Concluidas las más de dos décadas de seguimiento se diagnosticaron un total de 334 casos de insuficiencia cardiaca. Y de acuerdo con los resultados, el consumo de proteínas tuvo mucho que ver. No en vano, y comparados frente los participantes con menor ingesta, aquellos que consumieron más proteínas –con independencia de su procedencia– tuvieron un riesgo un 33% superior de padecer insuficiencia cardiaca.

Llegados a este punto, ¿todas las proteínas son iguales en lo que respecta a la insuficiencia cardiaca? O dicho de otro modo, ¿la fuente de las proteínas influye en la probabilidad de sufrir esta enfermedad? Pues sí, y mucho. Concretamente, las personas con mayor consumo de proteínas animales tuvieron, frente a las de menor ingesta, un riesgo hasta un 43% mayor. Un aspecto muy a tener en cuenta dado que el 70% de las proteínas consumidas por los participantes a lo largo de los 22 años tenían un origen animal. Pero aún hay más. El riesgo de insuficiencia cardiaca, un 17% mayor en los participantes que consumieron más proteínas de origen vegetal, resultó hasta un 49% superior en caso de que estas proteínas provinieran de los lácteos.

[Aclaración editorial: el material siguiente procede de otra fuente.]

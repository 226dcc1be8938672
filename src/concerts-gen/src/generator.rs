use chrono::DateTime;
use chrono::Duration;
use chrono::Utc;
use rand::Rng;
use tracing::info;

use crate::artists::generate_artists;
use crate::artists::Artist;
use crate::defaults::ANOTHER_SHOW_CHANCE;
use crate::defaults::ARTIST_NAME_FORMATS;
use crate::defaults::DAYS_PAST_NOW;
use crate::defaults::EARLIEST_SHOW_DATE;
use crate::defaults::MAX_DAYS_BETWEEN_SHOWS;
use crate::defaults::NUMBER_OF_ARTISTS;
use crate::defaults::NUMBER_OF_VENUES;
use crate::defaults::TOURING_TIMEZONE;
use crate::defaults::VENUE_NAME_FORMATS;
use crate::defaults::VENUE_STATE;
use crate::error::Result;
use crate::shows;
use crate::shows::generate_shows;
use crate::shows::Show;
use crate::sources::Sources;
use crate::venues::generate_venues;
use crate::venues::Venue;

#[derive(Debug, Clone)]
pub struct Config {
    pub number_of_artists: usize,
    pub number_of_venues: usize,
    pub artist_name_formats: &'static [&'static str],
    pub venue_name_formats: &'static [&'static str],
    pub venue_state: String,
    pub shows: shows::Config,
}

impl Config {
    /// Default run; the touring window ends `DAYS_PAST_NOW` days after `now`.
    pub fn new(now: DateTime<Utc>) -> Self {
        Self {
            number_of_artists: NUMBER_OF_ARTISTS,
            number_of_venues: NUMBER_OF_VENUES,
            artist_name_formats: ARTIST_NAME_FORMATS,
            venue_name_formats: VENUE_NAME_FORMATS,
            venue_state: VENUE_STATE.to_string(),
            shows: shows::Config {
                from: *EARLIEST_SHOW_DATE,
                to: now.with_timezone(&*TOURING_TIMEZONE) + Duration::days(DAYS_PAST_NOW),
                timezone: *TOURING_TIMEZONE,
                another_show_chance: ANOTHER_SHOW_CHANCE,
                max_days_between_shows: MAX_DAYS_BETWEEN_SHOWS,
                max_shows_per_artist: None,
            },
        }
    }
}

/// Everything one run produces. Nothing is written until the whole dataset exists.
#[derive(Debug, Clone, Default, PartialEq, Eq)]
pub struct Dataset {
    pub artists: Vec<Artist>,
    pub venues: Vec<Venue>,
    pub shows: Vec<Show>,
}

pub struct Generator<R> {
    rng: R,
    cfg: Config,
}

impl<R: Rng> Generator<R> {
    pub fn new(rng: R, cfg: Config) -> Self {
        Self { rng, cfg }
    }

    pub fn generate(&mut self, sources: &Sources) -> Result<Dataset> {
        info!("generating {} artists...", self.cfg.number_of_artists);
        let artists = generate_artists(
            &mut self.rng,
            self.cfg.number_of_artists,
            self.cfg.artist_name_formats,
            &sources.words,
            &sources.names,
        )?;

        info!("generating {} venues...", self.cfg.number_of_venues);
        let venues = generate_venues(
            &mut self.rng,
            self.cfg.number_of_venues,
            self.cfg.venue_name_formats,
            &sources.words,
            &sources.names,
            &sources.cities,
            &self.cfg.venue_state,
        )?;

        info!(
            "generating shows from {} to {}...",
            self.cfg.shows.from, self.cfg.shows.to
        );
        let shows = generate_shows(&mut self.rng, self.cfg.shows.clone(), &artists, &venues)?;
        info!("{} show(s) generated", shows.len());

        Ok(Dataset {
            artists,
            venues,
            shows,
        })
    }
}
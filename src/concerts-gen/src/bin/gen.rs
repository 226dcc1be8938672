use std::path::PathBuf;

use chrono::Utc;
use clap::Parser;
use clap::ValueEnum;
use concerts_gen::db::Store;
use concerts_gen::db::TABLE_ARTISTS;
use concerts_gen::db::TABLE_SHOWS;
use concerts_gen::db::TABLE_VENUES;
use concerts_gen::defaults::DATABASE_PATH;
use concerts_gen::defaults::DATA_PATH;
use concerts_gen::generator;
use concerts_gen::sources::Sources;
use concerts_gen::Generator;
use rand::rngs::StdRng;
use rand::SeedableRng;
use tracing::debug;
use tracing::info;
use tracing::metadata::LevelFilter;
use tracing::Level;
use tracing_subscriber::FmtSubscriber;

#[derive(Copy, Clone, PartialEq, Eq, PartialOrd, Ord, ValueEnum)]
enum LogLevel {
    Trace,
    Debug,
    Info,
    Warn,
    Error,
}

impl From<LogLevel> for LevelFilter {
    fn from(l: LogLevel) -> Self {
        match l {
            LogLevel::Trace => Level::TRACE,
            LogLevel::Debug => Level::DEBUG,
            LogLevel::Info => Level::INFO,
            LogLevel::Warn => Level::WARN,
            LogLevel::Error => Level::ERROR,
        }
        .into()
    }
}

#[derive(Parser)]
#[command(propagate_version = true)]
#[command(author, version, about, long_about = None)]
struct Args {
    #[arg(long, value_enum, default_value = "info")]
    log_level: LogLevel,
    /// Seed for a reproducible dataset. Random when omitted.
    #[arg(long)]
    seed: Option<u64>,
}

fn main() -> Result<(), anyhow::Error> {
    let args = Args::parse();

    let subscriber = FmtSubscriber::builder()
        .with_max_level(args.log_level)
        .finish();
    tracing::subscriber::set_global_default(subscriber)?;

    let rng = match args.seed {
        None => StdRng::from_entropy(),
        Some(seed) => {
            debug!("seed: {seed}");
            StdRng::seed_from_u64(seed)
        }
    };

    let sources = Sources::load(&PathBuf::from(DATA_PATH))?;
    let mut gen = Generator::new(rng, generator::Config::new(Utc::now()));
    let dataset = gen.generate(&sources)?;

    info!("writing {DATABASE_PATH}...");
    let mut store = Store::open(DATABASE_PATH)?;
    store.reset()?;
    store.write(&dataset)?;

    info!(
        "successfully generated {} artist(s), {} venue(s), {} show(s)",
        store.count(TABLE_ARTISTS)?,
        store.count(TABLE_VENUES)?,
        store.count(TABLE_SHOWS)?
    );

    Ok(())
}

Pero, ¿no hay ninguna proteína ‘buena’? Pues sí. Como apuntan los autores, «únicamente las proteínas procedentes del pescado y de los huevos no se asociaron con un riesgo de insuficiencia cardiaca».

Hacen falta más estudios
En definitiva, abusar de las proteínas puede ser beneficioso para nuestro volumen corporal pero puede resultar letal para nuestros corazones. Por lo menos en el caso de los varones que ya han alcanzado la mediana edad. Entonces, ¿la restricción de la ingesta de proteínas podría tener un efecto protector frente a la insuficiencia cardiaca? Pues la verdad es que aún no se sabe.

Como concluye Heli E.K. Virtanen, co-autora de la investigación, «dado que el nuestro es uno de los primeros estudios en los que se ha evaluado la asociación entre la ingesta diaria de proteínas y el riesgo de insuficiencia cardiaca, necesitamos más investigaciones para analizar si la moderación en el consumo de proteínas puede ser beneficiosa en la prevención de la insuficiencia cardiaca».